I thought my whole world had fallen after realising that I would never become a priest. This as it turns out isn’t my vocation. It turns out that helping other survivors can be a worthy vocation. I have used my voice to comfort, to share my story and to help others find their voices. Breaking the silence and isolation is so important for survivors and for me. Shattering the chains of shame and pain is so important.

I feel I’ve got a second chance at living. I’ve got a good job, great friends and a fantastic hobby. I would have never thought of doing any of what I’m now doing. To have this chance is a gift, even though the pain. For I know that through the pain comes healing and growth.

There are still days when I regret a lot of things. But I can’t live by regrets, it is about making the best of what I’ve got. Someone once said to me “regrets are like a broken window, it’s never the same again”

So, four years ago this weekend I truly started this journey when I shared this with my family for the first time.

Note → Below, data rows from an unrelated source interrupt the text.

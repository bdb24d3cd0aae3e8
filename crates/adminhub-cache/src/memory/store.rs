//! In-memory cache implementation using the moka crate.

use std::time::{Duration, Instant};

use async_trait::async_trait;
use moka::Expiry;
use moka::future::Cache;
use moka::ops::compute::{CompResult, Op};
use tracing::debug;

use adminhub_core::config::cache::MemoryCacheConfig;
use adminhub_core::result::AppResult;
use adminhub_core::traits::cache::CacheProvider;

/// A stored value together with its absolute deadline.
#[derive(Debug, Clone)]
struct Entry {
    value: String,
    expires_at: Instant,
}

impl Entry {
    fn new(value: String, ttl: Duration) -> Self {
        Self {
            value,
            expires_at: Instant::now() + ttl,
        }
    }

    fn remaining(&self) -> Option<Duration> {
        let remaining = self.expires_at.saturating_duration_since(Instant::now());
        (!remaining.is_zero()).then_some(remaining)
    }
}

/// Derives each entry's moka lifetime from its stored deadline, so
/// per-key TTLs and `expire` resets are honored by eviction.
struct DeadlineExpiry;

impl Expiry<String, Entry> for DeadlineExpiry {
    fn expire_after_create(
        &self,
        _key: &String,
        value: &Entry,
        created_at: Instant,
    ) -> Option<Duration> {
        Some(value.expires_at.saturating_duration_since(created_at))
    }

    fn expire_after_update(
        &self,
        _key: &String,
        value: &Entry,
        updated_at: Instant,
        _duration_until_expiry: Option<Duration>,
    ) -> Option<Duration> {
        Some(value.expires_at.saturating_duration_since(updated_at))
    }
}

/// In-memory cache provider using moka.
///
/// Suitable for single-node deployments and tests. The cache is built
/// without a capacity bound, so an entry is only ever removed by its own
/// deadline or an explicit delete.
#[derive(Debug, Clone)]
pub struct MemoryCacheProvider {
    /// The underlying moka cache.
    cache: Cache<String, Entry>,
}

impl MemoryCacheProvider {
    /// Create a new in-memory cache from configuration.
    pub fn new(config: &MemoryCacheConfig) -> Self {
        let cache = Cache::builder()
            .initial_capacity(config.initial_capacity)
            .expire_after(DeadlineExpiry)
            .build();

        Self { cache }
    }

    async fn live_entry(&self, key: &str) -> Option<Entry> {
        self.cache
            .get(key)
            .await
            .filter(|entry| entry.remaining().is_some())
    }
}

impl Default for MemoryCacheProvider {
    fn default() -> Self {
        Self::new(&MemoryCacheConfig::default())
    }
}

#[async_trait]
impl CacheProvider for MemoryCacheProvider {
    async fn get(&self, key: &str) -> AppResult<Option<String>> {
        Ok(self.live_entry(key).await.map(|entry| entry.value))
    }

    async fn set(&self, key: &str, value: &str, ttl: Duration) -> AppResult<()> {
        self.cache
            .insert(key.to_string(), Entry::new(value.to_string(), ttl))
            .await;
        Ok(())
    }

    async fn delete(&self, key: &str) -> AppResult<()> {
        self.cache.invalidate(key).await;
        Ok(())
    }

    async fn exists(&self, key: &str) -> AppResult<bool> {
        Ok(self.live_entry(key).await.is_some())
    }

    async fn expire(&self, key: &str, ttl: Duration) -> AppResult<bool> {
        // Compute under the entry lock so a concurrent delete cannot be undone.
        let result = self
            .cache
            .entry(key.to_string())
            .and_compute_with(|current| {
                let op = match current {
                    Some(entry) if entry.value().remaining().is_some() => {
                        Op::Put(Entry::new(entry.into_value().value, ttl))
                    }
                    _ => Op::Nop,
                };
                std::future::ready(op)
            })
            .await;

        Ok(matches!(result, CompResult::ReplacedWith(_)))
    }

    async fn ttl(&self, key: &str) -> AppResult<Option<Duration>> {
        Ok(self.live_entry(key).await.and_then(|entry| entry.remaining()))
    }

    async fn keys(&self, prefix: &str) -> AppResult<Vec<String>> {
        let keys: Vec<String> = self
            .cache
            .iter()
            .filter(|(key, entry)| key.starts_with(prefix) && entry.remaining().is_some())
            .map(|(key, _)| key.to_string())
            .collect();

        debug!(prefix, count = keys.len(), "Listed keys by prefix");
        Ok(keys)
    }

    async fn health_check(&self) -> AppResult<bool> {
        Ok(true)
    }
}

Four years ago I traveled from Coventry to London, for seminar on shame. I’ve struggled over the years with shame but now I believe that my shame has been passed on to that person who did this to me.

The future is so beautiful for me now.

In deep

I’ve not posted for a few days due to still being unable shake off this illness. All I want to do at the moment is sleep. I’m feeling so low at the moment as well.

I’ve been thinking about what happened all those years ago. Thinking about whether I should try and forget it and push it back down. I feel that I’ve gone backwards in the last few weeks. It feels like I have to make a choice. A choice between facing more pain or hiding it again.

I feel I’m in a deep hole with no way out. I keep thinking that I’m going to fail and end up bitter and lonely. People I thought cared about me have just ignored me. So called “Christians”, people who preach Of God’s love but can’t show it to me.

The place I’m in is so deep I now don’t have the strength to climb out of the hole.

So, many dark thoughts rattling around my head.

Knowing me

I’ve been pondering how many members of my old community really knew me. You see in the last few years I’ve made friends in different circles.

There’s the work circle the guys who see me day in and day out (poor sods for putting up with me). They’re a good bunch. I really get on with them. And I’ve disclosed to some of them. They’ve been brilliant.

Then I have a small number of survivor friends they totally get me.

Then there’s the drama lot. I must say they’re totally wonderful. They’re so encouraging and supportive. They’ve accepted me as one of there own. Some know and others don’t. But it doesn’t even matter as I’ve had so much fun while being part of the group.

Back to the first paragraph, it’s never been the normal members of the community but the leadership, they never got me. It’s as though they struggled dealing with a grown man in so much pain as I was in.

One of my bug bears is I hate people talking about me in the third person, as if I’m not there. Or worse talking down to me. This really gets my goat up. I’d far rather people treated me like a normal person. The last time I saw any of them, one or two still couldn’t see the change in me and still talked down to me. It’s been a massive change, I’ve grown so much.

International blog

This evening I checked the stats for this blog and I’ve had more than 13,000 hits since I started it. But the real thing I saw was that people from more than 100 countries have visited my blog.

I never thought when I started it, that I’d have such an impact. I’m only started it to rant. A place to find my voice.

I have seen the progress I’ve made both good and bad. It heartens me to think there are some people who find it helpful to read.

There have been moments when I had wished I’d never started it. In my moments of desperation I wanted to stop.

In the last few years I’ve changed so much for the better. I was in such a bad place when I started it I thought it was not going to be a success. I have seen an abundance of creativity enter my life as well.

Would I change anything now? Simple answer is NO.